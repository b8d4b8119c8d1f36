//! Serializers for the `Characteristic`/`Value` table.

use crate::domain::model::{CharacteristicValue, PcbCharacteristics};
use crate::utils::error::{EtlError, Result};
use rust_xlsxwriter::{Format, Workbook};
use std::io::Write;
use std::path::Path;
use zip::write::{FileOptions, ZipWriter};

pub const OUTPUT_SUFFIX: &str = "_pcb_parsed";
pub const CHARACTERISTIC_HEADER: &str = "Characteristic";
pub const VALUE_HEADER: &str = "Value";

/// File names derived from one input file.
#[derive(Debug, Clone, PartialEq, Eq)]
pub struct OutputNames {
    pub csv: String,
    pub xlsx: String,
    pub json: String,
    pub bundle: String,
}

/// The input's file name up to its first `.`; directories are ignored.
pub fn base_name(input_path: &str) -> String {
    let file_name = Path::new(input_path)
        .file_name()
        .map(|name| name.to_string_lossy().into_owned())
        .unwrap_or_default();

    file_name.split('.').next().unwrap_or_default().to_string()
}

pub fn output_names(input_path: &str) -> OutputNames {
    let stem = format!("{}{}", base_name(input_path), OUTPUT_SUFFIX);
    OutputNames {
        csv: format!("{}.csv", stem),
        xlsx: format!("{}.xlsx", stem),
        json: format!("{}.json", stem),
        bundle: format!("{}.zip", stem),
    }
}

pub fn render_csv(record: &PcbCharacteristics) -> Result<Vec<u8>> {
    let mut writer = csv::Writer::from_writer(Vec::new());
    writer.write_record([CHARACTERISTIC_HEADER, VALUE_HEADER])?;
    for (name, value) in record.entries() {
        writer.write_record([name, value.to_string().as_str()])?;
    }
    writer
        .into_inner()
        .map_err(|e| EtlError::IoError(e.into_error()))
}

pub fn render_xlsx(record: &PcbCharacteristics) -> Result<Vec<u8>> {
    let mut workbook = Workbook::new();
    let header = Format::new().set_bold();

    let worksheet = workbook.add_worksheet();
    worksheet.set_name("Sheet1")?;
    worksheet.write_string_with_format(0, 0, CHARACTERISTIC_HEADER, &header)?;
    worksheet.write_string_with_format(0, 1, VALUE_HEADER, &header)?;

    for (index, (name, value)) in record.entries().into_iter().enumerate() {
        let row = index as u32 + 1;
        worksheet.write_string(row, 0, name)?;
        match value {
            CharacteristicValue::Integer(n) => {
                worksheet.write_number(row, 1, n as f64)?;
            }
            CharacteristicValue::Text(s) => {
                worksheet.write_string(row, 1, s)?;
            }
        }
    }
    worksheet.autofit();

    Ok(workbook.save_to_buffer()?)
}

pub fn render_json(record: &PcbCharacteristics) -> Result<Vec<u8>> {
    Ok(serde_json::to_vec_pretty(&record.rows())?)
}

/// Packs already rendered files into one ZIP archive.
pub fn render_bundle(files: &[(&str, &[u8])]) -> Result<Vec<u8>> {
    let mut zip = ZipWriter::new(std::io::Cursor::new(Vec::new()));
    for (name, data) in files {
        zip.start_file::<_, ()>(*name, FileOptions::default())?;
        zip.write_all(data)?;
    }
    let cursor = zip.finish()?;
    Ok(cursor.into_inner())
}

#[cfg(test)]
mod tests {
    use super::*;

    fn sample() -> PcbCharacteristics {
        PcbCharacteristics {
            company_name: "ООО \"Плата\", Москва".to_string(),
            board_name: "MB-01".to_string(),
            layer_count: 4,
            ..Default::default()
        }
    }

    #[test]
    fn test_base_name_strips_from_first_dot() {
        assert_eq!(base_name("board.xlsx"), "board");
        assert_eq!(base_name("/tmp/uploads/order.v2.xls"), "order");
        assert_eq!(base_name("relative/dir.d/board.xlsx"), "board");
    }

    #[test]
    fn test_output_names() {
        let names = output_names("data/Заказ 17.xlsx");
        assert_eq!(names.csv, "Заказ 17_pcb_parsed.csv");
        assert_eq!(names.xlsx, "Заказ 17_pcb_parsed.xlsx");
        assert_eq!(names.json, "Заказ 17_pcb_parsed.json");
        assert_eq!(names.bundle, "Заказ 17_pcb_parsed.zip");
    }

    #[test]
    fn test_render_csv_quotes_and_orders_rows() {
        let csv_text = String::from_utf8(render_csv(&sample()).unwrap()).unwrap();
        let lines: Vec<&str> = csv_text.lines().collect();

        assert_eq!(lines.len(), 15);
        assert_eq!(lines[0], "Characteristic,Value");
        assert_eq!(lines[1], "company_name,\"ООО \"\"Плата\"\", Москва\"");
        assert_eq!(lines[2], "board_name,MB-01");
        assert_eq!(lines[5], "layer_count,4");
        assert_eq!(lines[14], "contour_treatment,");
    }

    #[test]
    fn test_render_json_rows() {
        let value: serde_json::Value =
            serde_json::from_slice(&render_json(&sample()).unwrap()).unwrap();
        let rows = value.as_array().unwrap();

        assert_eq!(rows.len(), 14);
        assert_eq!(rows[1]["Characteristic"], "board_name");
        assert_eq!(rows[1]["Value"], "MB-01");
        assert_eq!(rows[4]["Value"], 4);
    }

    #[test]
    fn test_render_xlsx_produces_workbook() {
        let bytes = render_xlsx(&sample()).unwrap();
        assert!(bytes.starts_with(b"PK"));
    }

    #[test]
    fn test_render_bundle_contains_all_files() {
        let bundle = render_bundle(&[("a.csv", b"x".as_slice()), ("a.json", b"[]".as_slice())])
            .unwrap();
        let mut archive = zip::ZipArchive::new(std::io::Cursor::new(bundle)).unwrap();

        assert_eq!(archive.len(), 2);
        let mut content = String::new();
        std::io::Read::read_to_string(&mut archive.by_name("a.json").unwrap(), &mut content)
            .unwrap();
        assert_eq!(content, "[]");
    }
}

-=-=-=-=-

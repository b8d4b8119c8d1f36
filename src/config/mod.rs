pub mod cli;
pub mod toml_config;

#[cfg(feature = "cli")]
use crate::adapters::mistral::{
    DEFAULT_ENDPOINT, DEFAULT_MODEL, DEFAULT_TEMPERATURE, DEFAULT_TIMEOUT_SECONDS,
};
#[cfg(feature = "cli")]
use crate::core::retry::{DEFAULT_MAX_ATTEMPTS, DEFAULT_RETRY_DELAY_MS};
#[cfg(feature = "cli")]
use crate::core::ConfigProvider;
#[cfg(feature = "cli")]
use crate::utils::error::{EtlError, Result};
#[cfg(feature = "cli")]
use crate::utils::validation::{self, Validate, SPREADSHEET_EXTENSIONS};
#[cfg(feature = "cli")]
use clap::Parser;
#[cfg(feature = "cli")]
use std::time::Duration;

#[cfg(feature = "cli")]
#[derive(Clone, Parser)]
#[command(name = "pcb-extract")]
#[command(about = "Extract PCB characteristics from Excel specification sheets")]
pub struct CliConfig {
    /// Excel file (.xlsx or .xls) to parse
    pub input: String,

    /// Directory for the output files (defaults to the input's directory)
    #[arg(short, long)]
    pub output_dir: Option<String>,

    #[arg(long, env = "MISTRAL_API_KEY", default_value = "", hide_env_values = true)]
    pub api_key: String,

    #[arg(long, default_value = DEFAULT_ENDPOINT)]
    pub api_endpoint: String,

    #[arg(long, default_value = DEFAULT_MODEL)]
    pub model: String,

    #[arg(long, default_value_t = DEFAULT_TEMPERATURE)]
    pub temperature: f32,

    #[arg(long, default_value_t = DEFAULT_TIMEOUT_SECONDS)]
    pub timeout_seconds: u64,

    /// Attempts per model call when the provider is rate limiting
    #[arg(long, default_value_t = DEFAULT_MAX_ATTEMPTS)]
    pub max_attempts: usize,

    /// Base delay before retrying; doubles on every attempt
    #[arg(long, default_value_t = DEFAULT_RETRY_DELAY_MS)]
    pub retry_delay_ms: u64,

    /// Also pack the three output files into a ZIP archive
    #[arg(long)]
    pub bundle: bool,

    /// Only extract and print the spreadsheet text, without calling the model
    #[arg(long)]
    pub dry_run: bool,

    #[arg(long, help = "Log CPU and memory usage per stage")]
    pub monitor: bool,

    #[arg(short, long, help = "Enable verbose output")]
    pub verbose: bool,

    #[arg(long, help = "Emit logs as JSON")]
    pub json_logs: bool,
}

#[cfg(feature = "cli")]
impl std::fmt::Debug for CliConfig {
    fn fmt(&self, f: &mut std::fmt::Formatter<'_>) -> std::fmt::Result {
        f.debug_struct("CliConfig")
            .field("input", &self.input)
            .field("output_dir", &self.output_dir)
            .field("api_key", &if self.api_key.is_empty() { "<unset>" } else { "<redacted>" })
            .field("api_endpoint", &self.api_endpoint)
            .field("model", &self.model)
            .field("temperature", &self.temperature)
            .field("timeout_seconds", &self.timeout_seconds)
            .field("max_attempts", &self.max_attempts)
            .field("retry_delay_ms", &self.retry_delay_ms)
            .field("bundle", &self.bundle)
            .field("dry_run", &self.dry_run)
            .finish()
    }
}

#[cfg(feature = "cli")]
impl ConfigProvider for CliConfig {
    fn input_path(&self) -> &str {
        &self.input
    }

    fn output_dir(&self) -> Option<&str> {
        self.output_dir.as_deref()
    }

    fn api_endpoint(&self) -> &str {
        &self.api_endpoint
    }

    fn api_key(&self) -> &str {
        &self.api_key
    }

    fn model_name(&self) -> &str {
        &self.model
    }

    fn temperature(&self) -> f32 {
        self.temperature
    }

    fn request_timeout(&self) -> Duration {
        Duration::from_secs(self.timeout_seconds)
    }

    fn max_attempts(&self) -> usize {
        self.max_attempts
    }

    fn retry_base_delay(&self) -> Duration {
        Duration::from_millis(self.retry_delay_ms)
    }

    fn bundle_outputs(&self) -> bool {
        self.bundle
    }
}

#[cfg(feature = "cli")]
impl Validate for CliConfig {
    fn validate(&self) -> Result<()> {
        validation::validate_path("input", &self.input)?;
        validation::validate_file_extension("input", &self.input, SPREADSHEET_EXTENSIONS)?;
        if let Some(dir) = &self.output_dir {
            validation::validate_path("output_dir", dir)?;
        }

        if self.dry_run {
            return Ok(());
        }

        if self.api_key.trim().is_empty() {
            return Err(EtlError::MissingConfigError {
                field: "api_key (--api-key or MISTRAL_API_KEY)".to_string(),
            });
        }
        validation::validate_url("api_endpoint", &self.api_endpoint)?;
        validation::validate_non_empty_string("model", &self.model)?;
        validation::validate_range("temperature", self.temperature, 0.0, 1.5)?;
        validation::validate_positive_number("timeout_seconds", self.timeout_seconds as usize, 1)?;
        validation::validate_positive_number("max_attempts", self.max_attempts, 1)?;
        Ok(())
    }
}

-=-=-=-=-

*What is expected*: Wherever a line of the records above contains the string "CharacteristicValue", copy that line out.

*Solution to the exercise*:
use crate::domain::model::{CharacteristicValue, PcbCharacteristics};
            CharacteristicValue::Integer(n) => {
            CharacteristicValue::Text(s) => {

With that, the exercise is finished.